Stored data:
####################

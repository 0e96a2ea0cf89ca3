use chrono::{DateTime, Utc};
use std::sync::Arc;
use tokio::sync::{broadcast, mpsc, oneshot, watch, Mutex};
use tokio::task::JoinHandle;
use tracing::{debug, error, info, warn};

use super::clock::BudgetClock;
use super::config::SessionConfig;
use super::ledger::UsageLedger;
use super::manager::ManagerInner;
use super::stats::{EndReason, LifecycleEvent, SessionEvent, SessionState, SessionStats};
use crate::audio::PlaybackSink;
use crate::error::VoiceResult;
use crate::events::{ClientEvent, EventStreamProcessor, StreamOutput};
use crate::signaling::{Connection, TransportEvent};
use crate::telemetry::{EmotionSnapshot, TelemetrySampler};

/// Inputs serialised into the session's single queue
#[derive(Debug)]
pub(crate) enum SessionInput {
    Tick,
    Telemetry(EmotionSnapshot),
    Transport(TransportEvent),
    SendText {
        text: String,
        reply: oneshot::Sender<VoiceResult<()>>,
    },
    Stop,
}

/// Single writer for one active session
///
/// The budget clock, the telemetry sampler and the transport forwarder push
/// into one ordered queue; only this loop mutates session state or starts
/// teardown.
pub(crate) struct SessionDriver {
    pub(crate) session_id: String,
    pub(crate) user_id: String,
    pub(crate) started_at: DateTime<Utc>,
    pub(crate) elapsed: u64,
    pub(crate) remaining: u64,
    pub(crate) config: SessionConfig,
    pub(crate) connection: Connection,
    pub(crate) processor: EventStreamProcessor,
    pub(crate) inbound: mpsc::UnboundedReceiver<SessionInput>,
    pub(crate) inbound_tx: mpsc::UnboundedSender<SessionInput>,
    pub(crate) events: broadcast::Sender<SessionEvent>,
    pub(crate) stats: watch::Sender<SessionStats>,
    pub(crate) ledger: Arc<dyn UsageLedger>,
    pub(crate) playback: Option<Arc<dyn PlaybackSink>>,
    pub(crate) shared: Arc<Mutex<ManagerInner>>,
    pub(crate) clock: Option<BudgetClock>,
    pub(crate) sampler: Option<TelemetrySampler>,
    pub(crate) forwarder: Option<JoinHandle<()>>,
    pub(crate) playback_attached: bool,
}

impl SessionDriver {
    pub(crate) fn spawn(self) -> JoinHandle<SessionStats> {
        tokio::spawn(self.run())
    }

    pub(crate) fn snapshot(&self, state: SessionState, end_reason: Option<EndReason>) -> SessionStats {
        SessionStats {
            session_id: self.session_id.clone(),
            user_id: self.user_id.clone(),
            state,
            started_at: self.started_at,
            elapsed_seconds: self.elapsed,
            remaining_budget_seconds: self.remaining,
            end_reason,
        }
    }

    async fn run(mut self) -> SessionStats {
        self.start_producers();

        if let Some(remote) = self.connection.remote_stream().cloned() {
            self.attach_playback(remote);
        }

        let mut reason = None;
        for event in self.connection.take_early_events() {
            reason = self.on_transport(event);
            if reason.is_some() {
                break;
            }
        }

        let reason = match reason {
            Some(reason) => reason,
            None => self.event_loop().await,
        };

        self.finish(reason).await
    }

    fn start_producers(&mut self) {
        let tx = self.inbound_tx.clone();
        self.clock = Some(BudgetClock::spawn(self.config.clock_period, move || {
            tx.send(SessionInput::Tick).is_ok()
        }));

        match self.connection.subscribe_local() {
            Some(frames) => {
                let tx = self.inbound_tx.clone();
                self.sampler = Some(TelemetrySampler::spawn(
                    frames,
                    self.config.analyzer.clone(),
                    self.config.telemetry_interval,
                    move |snapshot| tx.send(SessionInput::Telemetry(snapshot)).is_ok(),
                ));
            }
            None => warn!("Session {} has no local stream, telemetry disabled", self.session_id),
        }

        if let Some(mut transport_events) = self.connection.take_events() {
            let tx = self.inbound_tx.clone();
            self.forwarder = Some(tokio::spawn(async move {
                while let Some(event) = transport_events.recv().await {
                    if tx.send(SessionInput::Transport(event)).is_err() {
                        return;
                    }
                }
                let _ = tx.send(SessionInput::Transport(TransportEvent::Disconnected {
                    reason: "transport event stream ended".to_string(),
                }));
            }));
        }
    }

    async fn event_loop(&mut self) -> EndReason {
        while let Some(input) = self.inbound.recv().await {
            match input {
                SessionInput::Tick => {
                    self.elapsed += 1;
                    self.remaining = self.remaining.saturating_sub(1);
                    self.stats
                        .send_replace(self.snapshot(SessionState::Active, None));
                    self.emit(SessionEvent::Clock {
                        elapsed_seconds: self.elapsed,
                        remaining_budget_seconds: self.remaining,
                    });

                    if self.remaining == 0 {
                        info!("Session {} used up its budget", self.session_id);
                        return EndReason::BudgetExhausted;
                    }
                }
                SessionInput::Telemetry(snapshot) => {
                    if self.connection.accepts_telemetry() {
                        self.emit(SessionEvent::Emotion(snapshot));
                    } else {
                        debug!("Dropping telemetry while connection is negotiating");
                    }
                }
                SessionInput::Transport(event) => {
                    if let Some(reason) = self.on_transport(event) {
                        return reason;
                    }
                }
                SessionInput::SendText { text, reply } => {
                    let result = self.send_text(text).await;
                    let _ = reply.send(result);
                }
                SessionInput::Stop => {
                    info!("Session {} stopped by caller", self.session_id);
                    return EndReason::Stopped;
                }
            }
        }

        EndReason::Stopped
    }

    fn on_transport(&mut self, event: TransportEvent) -> Option<EndReason> {
        match event {
            TransportEvent::Message(frame) => {
                for output in self.processor.process_frame(&frame) {
                    self.emit(output.into());
                }
                None
            }
            TransportEvent::RemoteTrack(remote) => {
                self.connection.set_remote_stream(remote.clone());
                self.attach_playback(remote);
                None
            }
            TransportEvent::DataChannelOpen => {
                debug!("Duplicate data channel open notification");
                None
            }
            TransportEvent::DataChannelClosed => {
                warn!("Data channel closed under session {}", self.session_id);
                Some(EndReason::ConnectionLost {
                    detail: "data channel closed".to_string(),
                })
            }
            TransportEvent::Disconnected { reason } => {
                warn!("Transport lost under session {}: {}", self.session_id, reason);
                Some(EndReason::ConnectionLost { detail: reason })
            }
        }
    }

    async fn send_text(&self, text: String) -> VoiceResult<()> {
        self.connection
            .send_event(&ClientEvent::UserText(text))
            .await?;
        self.connection.send_event(&ClientEvent::ResponseCreate).await?;
        debug!("Out-of-band text sent on session {}", self.session_id);
        Ok(())
    }

    fn attach_playback(&mut self, remote: crate::audio::RemoteStream) {
        if let Some(playback) = &self.playback {
            playback.attach(remote);
            self.playback_attached = true;
        }
    }

    fn emit(&self, event: SessionEvent) {
        // No subscribers is not an error
        let _ = self.events.send(event);
    }

    /// Tear down in order: timers, sampling, media, data channel, transport
    async fn finish(mut self, reason: EndReason) -> SessionStats {
        info!("Ending session {} ({:?})", self.session_id, reason);

        if let Some(mut clock) = self.clock.take() {
            clock.stop().await;
        }
        if let Some(forwarder) = self.forwarder.take() {
            forwarder.abort();
        }
        if let Some(mut sampler) = self.sampler.take() {
            sampler.stop().await;
        }

        self.connection.teardown().await;

        if self.playback_attached {
            if let Some(playback) = &self.playback {
                playback.detach();
            }
            self.playback_attached = false;
        }

        if self.elapsed > 0 {
            if let Err(e) = self.ledger.record_usage(&self.user_id, self.elapsed).await {
                error!(
                    "Failed to record {}s of usage for session {}: {}",
                    self.elapsed, self.session_id, e
                );
                self.emit(SessionEvent::UsagePersistFailed {
                    session_id: self.session_id.clone(),
                    delta_seconds: self.elapsed,
                    message: e.to_string(),
                });
            }
        }

        let stats = self.snapshot(SessionState::Ended, Some(reason.clone()));
        self.stats.send_replace(stats.clone());

        {
            let mut inner = self.shared.lock().await;
            inner.session_ended(&self.session_id, stats.clone());
        }

        self.emit(SessionEvent::Lifecycle(LifecycleEvent::Ended {
            session_id: self.session_id.clone(),
            reason,
            elapsed_seconds: self.elapsed,
        }));

        info!(
            "Session {} ended after {}s ({}s budget left)",
            self.session_id, self.elapsed, self.remaining
        );

        stats
    }
}

impl From<StreamOutput> for SessionEvent {
    fn from(output: StreamOutput) -> Self {
        match output {
            StreamOutput::SpeakingChanged { speaker, speaking } => {
                SessionEvent::SpeakingChanged { speaker, speaking }
            }
            StreamOutput::Transcript(fragment) => SessionEvent::Transcript(fragment),
            StreamOutput::ProtocolError(details) => SessionEvent::ProtocolError(details),
            StreamOutput::Unrecognized { event_type, raw } => SessionEvent::Unrecognized {
                event_type,
                payload: raw,
            },
        }
    }
}
//! HTTP control API over per-user voice sessions
//!
//! - POST /voice/:user_id/start - Start a session
//! - POST /voice/:user_id/stop - Stop (or cancel) the session
//! - POST /voice/:user_id/text - Inject out-of-band text
//! - GET /voice/:user_id/status - Live or final session stats
//! - GET /voice/:user_id/transcript - Finalised utterances
//! - GET /health - Health check

mod handlers;
mod routes;
mod state;

pub use handlers::{ErrorResponse, SendTextRequest, StartSessionResponse, StopSessionResponse};
pub use routes::create_router;
pub use state::AppState;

####################

Look over the entries for "SessionStats", then copy every line that includes that string.

use super::stats::{EndReason, LifecycleEvent, SessionEvent, SessionState, SessionStats};
    pub(crate) stats: watch::Sender<SessionStats>,
    pub(crate) fn spawn(self) -> JoinHandle<SessionStats> {
    pub(crate) fn snapshot(&self, state: SessionState, end_reason: Option<EndReason>) -> SessionStats {
        SessionStats {
    async fn run(mut self) -> SessionStats {
    async fn finish(mut self, reason: EndReason) -> SessionStats {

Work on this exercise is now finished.